Greg, operating the bubble-blow gun, giggled. "He's so determined to catch one," he said.

"What we're watching," I replied, "is a dog having the canine version of an existential crisis."

As if to confirm this, Waf snapped out at the cloud of bubbles--the fairies, the dandelions--coming at him, and realized all he'd gotten was air. His teeth clicked together. His forepaws bounced up and down on the floor. He whined, as one would weep for something lost.

"No matter how hard he tries, all he's doing is fighting the invisible, the empty," I added.

"Well, he is getting some flavor. I mean, liquid soap has a taste."

"Right, yes, but it tastes awful. The joy he is getting from attacking those bubbles isn't because of taste. It's because he feels he's having some influence on his surroundings. And he is realizing that influence isn't very much."

Greg pressed the trigger to the bubble-gun, aiming it just above Waf's head. Waf went into a fresh frenzy of bubble attacks. "Jesus, Marc, it's just funny. Dog with bubbles. It's not a Swedish film."


Bubbles, it turns out, are very pretty. I'd forgotten how nice they look--fragile orbs floating on the weakest of air currents, hovering, dancing, refracting and ultimately blinking out of existence, leaving nothing more than a razor-thin puddle. Since Greg bought the bubble-gun a few days ago, I've rediscovered my appreciation for bubbles.

The bubble-gun, by the way, is this: It's a cartoon head, a squirrel with it's cartoonish mouth wide open. The bubbles shoot out of its mouth when a trigger is pressed. A mechanical motor presses air out of the mouth while simultaneously sucking up soapy liquid from a reservoir. Out come the bubbles. Out, also, comes a bright blue light--the trigger triggers both the bubbles and the light.

The bubble-gun makes this noise when the trigger is pressed: RRRRRRRRrrrrrrrrrr.

It also encourages this noise from Waffles: Click. Click. Ca-lick. Clatterclatterclatter.


Just after Hurricane Irene, Greg and I took Waf to the nearest park, which is just across the street and up a lot of stairs. We went with a friend and neighbor named [Name]. [Name] is a great deal older and a good deal wiser than either G or I (or Waf, but that's not a fair comparison). The stairs leading up to the park were covered with the debris from the previous storm.
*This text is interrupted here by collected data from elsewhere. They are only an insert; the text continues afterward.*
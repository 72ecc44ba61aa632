// ABOUTME: The broker-wide error taxonomy and its HTTP mapping
// ABOUTME: mirrors packages/cli's AppError: machine-readable code, sanitized message, audit logging

use axum::{
    http::StatusCode,
    response::{IntoResponse, Response},
    Json,
};
use serde::Serialize;
use std::collections::HashMap;
use thiserror::Error;
use tracing::{error, warn};
use uuid::Uuid;

/// Top-level error type returned by every broker component. Each variant
/// corresponds to one of the error kinds in the data model's error taxonomy.
#[derive(Debug, Error)]
pub enum BrokerError {
    #[error("invalid argument: {0}")]
    InvalidArgument(String),

    #[error("not authorized")]
    NotAuthorized,

    #[error("not found: {0}")]
    NotFound(String),

    #[error("conflict: {0}")]
    Conflict(String),

    #[error("container runtime unavailable")]
    RuntimeUnavailable,

    #[error("execution timed out after {0}s")]
    ExecTimeout(u64),

    #[error("execution failed: {0}")]
    ExecFailed(String),

    #[error("package install failed: {0}")]
    InstallFailed(String),

    #[error("io error: {0}")]
    Io(String),

    #[error("internal error")]
    Internal(#[from] anyhow::Error),
}

/// Structured error response body for API consistency.
#[derive(Serialize)]
struct ErrorResponse {
    success: bool,
    error: ErrorDetail,
    request_id: String,
}

#[derive(Serialize)]
struct ErrorDetail {
    code: String,
    message: String,
    #[serde(skip_serializing_if = "Option::is_none")]
    retry_after: Option<u64>,
    #[serde(skip_serializing_if = "Option::is_none")]
    details: Option<HashMap<String, String>>,
}

impl BrokerError {
    fn to_status_and_code(&self) -> (StatusCode, &'static str) {
        match self {
            BrokerError::InvalidArgument(_) => (StatusCode::BAD_REQUEST, "invalid_argument"),
            BrokerError::NotAuthorized => (StatusCode::FORBIDDEN, "not_authorized"),
            BrokerError::NotFound(_) => (StatusCode::NOT_FOUND, "not_found"),
            BrokerError::Conflict(_) => (StatusCode::CONFLICT, "conflict"),
            BrokerError::RuntimeUnavailable => {
                (StatusCode::SERVICE_UNAVAILABLE, "runtime_unavailable")
            }
            BrokerError::ExecTimeout(_) => (StatusCode::REQUEST_TIMEOUT, "exec_timeout"),
            BrokerError::ExecFailed(_) => (StatusCode::OK, "exec_failed"),
            BrokerError::InstallFailed(_) => (StatusCode::OK, "install_failed"),
            BrokerError::Io(_) => (StatusCode::INTERNAL_SERVER_ERROR, "io_error"),
            BrokerError::Internal(_) => (StatusCode::INTERNAL_SERVER_ERROR, "internal"),
        }
    }

    /// Sanitized, external-facing message. Never includes the wrapped
    /// internal error's Display output for Internal/Io variants.
    fn to_user_message(&self) -> String {
        match self {
            BrokerError::InvalidArgument(msg) => msg.clone(),
            BrokerError::NotAuthorized => "you do not have access to this resource".to_string(),
            BrokerError::NotFound(what) => format!("{what} not found"),
            BrokerError::Conflict(msg) => msg.clone(),
            BrokerError::RuntimeUnavailable => {
                "the container runtime is currently unavailable".to_string()
            }
            BrokerError::ExecTimeout(secs) => format!("execution exceeded the {secs}s timeout"),
            BrokerError::ExecFailed(msg) => msg.clone(),
            BrokerError::InstallFailed(msg) => msg.clone(),
            BrokerError::Io(_) => "an internal I/O error occurred".to_string(),
            BrokerError::Internal(_) => "an internal server error occurred".to_string(),
        }
    }
}

impl IntoResponse for BrokerError {
    fn into_response(self) -> Response {
        let request_id = Uuid::new_v4().to_string();
        let (status_code, error_code) = self.to_status_and_code();
        let user_message = self.to_user_message();

        match &self {
            BrokerError::Internal(err) => {
                error!(request_id = %request_id, error = %err, "internal server error");
            }
            BrokerError::Io(msg) => {
                error!(request_id = %request_id, io_error = %msg, "io error");
            }
            BrokerError::RuntimeUnavailable => {
                error!(request_id = %request_id, "container runtime unavailable");
            }
            BrokerError::NotAuthorized => {
                warn!(request_id = %request_id, audit = true, "access denied");
            }
            _ => {
                tracing::info!(
                    request_id = %request_id,
                    error_code = %error_code,
                    error = %self,
                    "api error response"
                );
            }
        }

        let error_detail = ErrorDetail {
            code: error_code.to_string(),
            message: user_message,
            retry_after: None,
            details: None,
        };

        let response_body = ErrorResponse {
            success: false,
            error: error_detail,
            request_id,
        };

        let mut response = Json(response_body).into_response();
        *response.status_mut() = status_code;
        response
    }
}

/// Result type alias used across every broker crate.
pub type Result<T> = std::result::Result<T, BrokerError>;

impl BrokerError {
    pub fn invalid_argument(msg: impl Into<String>) -> Self {
        Self::InvalidArgument(msg.into())
    }

    pub fn not_found(what: impl Into<String>) -> Self {
        Self::NotFound(what.into())
    }

    pub fn conflict(msg: impl Into<String>) -> Self {
        Self::Conflict(msg.into())
    }

    pub fn exec_failed(msg: impl Into<String>) -> Self {
        Self::ExecFailed(msg.into())
    }

    pub fn install_failed(msg: impl Into<String>) -> Self {
        Self::InstallFailed(msg.into())
    }

    pub fn io(msg: impl Into<String>) -> Self {
        Self::Io(msg.into())
    }

    pub fn internal(err: impl Into<anyhow::Error>) -> Self {
        Self::Internal(err.into())
    }
}
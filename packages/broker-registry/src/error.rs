// ABOUTME: Sandbox Registry error taxonomy, folded into BrokerError at the Coordinator boundary

use broker_core::BrokerError;
use thiserror::Error;

#[derive(Debug, Error)]
pub enum RegistryError {
    #[error("sandbox not found: {0}")]
    NotFound(String),
    #[error(transparent)]
    Driver(#[from] broker_driver::DriverError),
    #[error(transparent)]
    Database(#[from] sqlx::Error),
}

impl From<RegistryError> for BrokerError {
    fn from(err: RegistryError) -> Self {
        match err {
            RegistryError::NotFound(id) => BrokerError::not_found(format!("sandbox {id}")),
            RegistryError::Driver(e) => e.into(),
            RegistryError::Database(e) => BrokerError::internal(e),
        }
    }
}

pub type Result<T> = std::result::Result<T, RegistryError>;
There was persistent wind. A lot of it. A lot of invisible, rushing pressure streaming across the park like water and moving nature as it saw fit. Rearranging things. Dislocating tree branches. Mussing hair like a drunk uncle. Stealing hats from heads and sending those hats across walkways, over benches, into the street.

Above us was the sky, which was the color of sterling silver mixed with a bit of mud. [Name] said he'd seen the color of the sky before, and told us a story about a French pirate, and the pirate's treasure recovered from the Seine. The French pirate had been exceptionally dim-witted, and the treasure--mostly silver forks and spoons-- had been exceptionally dull, and the sky above us on the day after Hurricane Irene had the same mixture of silver and mud as the French pirate's treasure.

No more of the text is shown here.